This summer so far has been… reflective. The past couple of weeks I have enjoyed
morning coffee, reading, and meditation on occasion. This is the first summer in several years I have chosen to
take completely off rather than working a couple of days each week for
different workshops or presentations and such. The moments I have had on these mornings before my sleeping
angel wakes up have helped me acknowledge my need for healing and purpose. I think I have known subconsciously
that I was suppressing certain emotions because it’s much easier to store messy
and scary things away rather than deal with them when they arise. At least that’s what I keep telling myself
anyway. Turns out, I don’t think
I’m right. I think it might be
better to deal with emotions as they occur rather than stifling and shoving
them away into a place they were never meant to go. Emotions are meant to be felt; denying emotions their purpose
doesn’t make their purpose false or unnecessary. Through reflection I am learning to feel emotions as they
come until they pass. That’s a
hard thing to do sometimes because emotions are not always convenient or
socially appropriate.
When I am at an agreeable place in my heart and head that
allows me to explore the possibilities of my purpose I am almost immediately
met with immobility of the brain.
It’s like my mind literally stops thinking. There’s no trail to follow, no train to jump on, no track to
look down… there’s nothing… just blankness… This has been the case for nearly
two decades. I remember back in
college having trouble deciding what to study for fear of committing myself to
the wrong profession. (How dare I
make a mistake…) Therefore I
changed majors several times, which contributed to my ten-year career as a
student before I graduated with my bachelors. Thinking about my purpose and what I was put on this planet
to accomplish feels more like how I imagine a vice grip in a pit of sinking
sand would feel like. The more I
try to figure my way out, the more trapped I become.

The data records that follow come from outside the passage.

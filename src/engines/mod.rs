//! Speech synthesis engines.
//!
//! Implementations of [`InferenceEngine`](crate::InferenceEngine).
//!
//! # Available Engines
//!
//! Enable engines via Cargo features:
//! - `piper` - Piper voices (ONNX format, espeak-ng required)

#[cfg(feature = "piper")]
pub mod piper;
use std::sync::Arc;

use ndarray::Array2;
use ort::execution_providers::CPUExecutionProvider;
use ort::inputs;
use ort::session::builder::GraphOptimizationLevel;
use ort::session::Session;
use ort::value::TensorRef;

use super::config::PiperConfig;

#[derive(thiserror::Error, Debug)]
pub enum PiperError {
    #[error("ONNX runtime error: {0}")]
    Ort(#[from] ort::Error),
    #[error("I/O error: {0}")]
    Io(#[from] std::io::Error),
    #[error("Array shape error: {0}")]
    Shape(#[from] ndarray::ShapeError),
    #[error(
        "espeak-ng not found. Install: Linux: `sudo apt-get install espeak-ng`, \
         macOS: `brew install espeak-ng`, Windows: https://espeak-ng.org/download"
    )]
    EspeakNotFound,
    #[error("Phonemization failed: {0}")]
    PhonemizerFailed(String),
    #[error("Invalid voice config: {0}")]
    Config(String),
    #[error("Speaker {speaker} out of range for a {num_speakers}-speaker voice")]
    Speaker { speaker: i64, num_speakers: u32 },
}

/// One Piper voice loaded into ONNX Runtime.
pub struct PiperModel {
    session: Session,
    config: Arc<PiperConfig>,
}

impl PiperModel {
    /// Build a session from cached model and config bytes.
    pub fn load_from_bytes(
        model: &[u8],
        config: &[u8],
        num_threads: Option<usize>,
    ) -> Result<Self, PiperError> {
        let config = Arc::new(PiperConfig::from_bytes(config)?);
        log::info!(
            "Loading Piper model ({:.1} MB, {} Hz, espeak voice '{}')",
            model.len() as f64 / 1_048_576.0,
            config.audio.sample_rate,
            config.espeak.voice
        );

        let providers = vec![CPUExecutionProvider::default().build()];
        let mut builder = Session::builder()?
            .with_optimization_level(GraphOptimizationLevel::Level3)?
            .with_execution_providers(providers)?;
        if let Some(threads) = num_threads {
            builder = builder
                .with_intra_threads(threads)?
                .with_inter_threads(threads)?;
        }
        let session = builder.commit_from_memory(model)?;

        Ok(Self { session, config })
    }

    pub fn config(&self) -> &Arc<PiperConfig> {
        &self.config
    }

    pub fn sample_rate(&self) -> u32 {
        self.config.audio.sample_rate
    }

    /// Run the model on phoneme ids, returning mono samples.
    pub fn infer(&mut self, ids: &[i64], speaker: Option<i64>) -> Result<Vec<f32>, PiperError> {
        // BOS, PAD and EOS alone carry no speech.
        if ids.len() <= 3 {
            log::warn!("No phonemes to synthesize");
            return Ok(Vec::new());
        }

        let input = Array2::from_shape_vec((1, ids.len()), ids.to_vec())?;
        let input_lengths = ndarray::arr1(&[ids.len() as i64]);
        let scales = ndarray::arr1(&[
            self.config.inference.noise_scale,
            self.config.inference.length_scale,
            self.config.inference.noise_w,
        ]);

        let output = if self.config.is_multi_speaker() {
            let speaker = speaker.unwrap_or(0);
            if speaker < 0 || speaker >= self.config.num_speakers as i64 {
                return Err(PiperError::Speaker {
                    speaker,
                    num_speakers: self.config.num_speakers,
                });
            }
            let sid = ndarray::arr1(&[speaker]);
            let inputs = inputs![
                "input" => TensorRef::from_array_view(input.view())?,
                "input_lengths" => TensorRef::from_array_view(input_lengths.view())?,
                "scales" => TensorRef::from_array_view(scales.view())?,
                "sid" => TensorRef::from_array_view(sid.view())?,
            ];
            self.session.run(inputs)?
        } else {
            let inputs = inputs![
                "input" => TensorRef::from_array_view(input.view())?,
                "input_lengths" => TensorRef::from_array_view(input_lengths.view())?,
                "scales" => TensorRef::from_array_view(scales.view())?,
            ];
            self.session.run(inputs)?
        };

        let first_output = output
            .iter()
            .next()
            .ok_or_else(|| PiperError::Ort(ort::Error::new("No output from model")))?;
        let waveform = first_output.1.try_extract_array::<f32>()?;

        Ok(waveform.iter().copied().collect())
    }
}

Recently I learned of a theory from one of my colleagues
that has helped put some handles on this big blob of an idea called “Kimber’s
Purpose”. (I haven’t even gotten
to the healing part yet… guess that’ll come when it’s time.) The theory is called “choice
paralysis”. The concept of choice
paralysis suggests that if given too many choices of the same type of product
people deliberate longer over which product to consume. When there are only one or maybe two
choices for the same product consumers reach a decision much faster. This idea is great if you’re Costco,
not so great if you’re me and trying to figure out the grand reason I was
created and put on this earth. Perhaps
choice paralysis is what my anxiety is centered around. (Well, maybe not centered but I
definitely feel like choice paralysis plays a role. I wonder if anxiety is centered on anything, or if it’s just
there… disconnected from everything else yet influencing everything? IDK… It’s
too much to think about right now.)
Summarily, this summer has been reflective. I’m halfway through my break, and I’m
curious what the next half will bring me.
Guess I’ll just continue with my coffee and thinking in the mornings for
now…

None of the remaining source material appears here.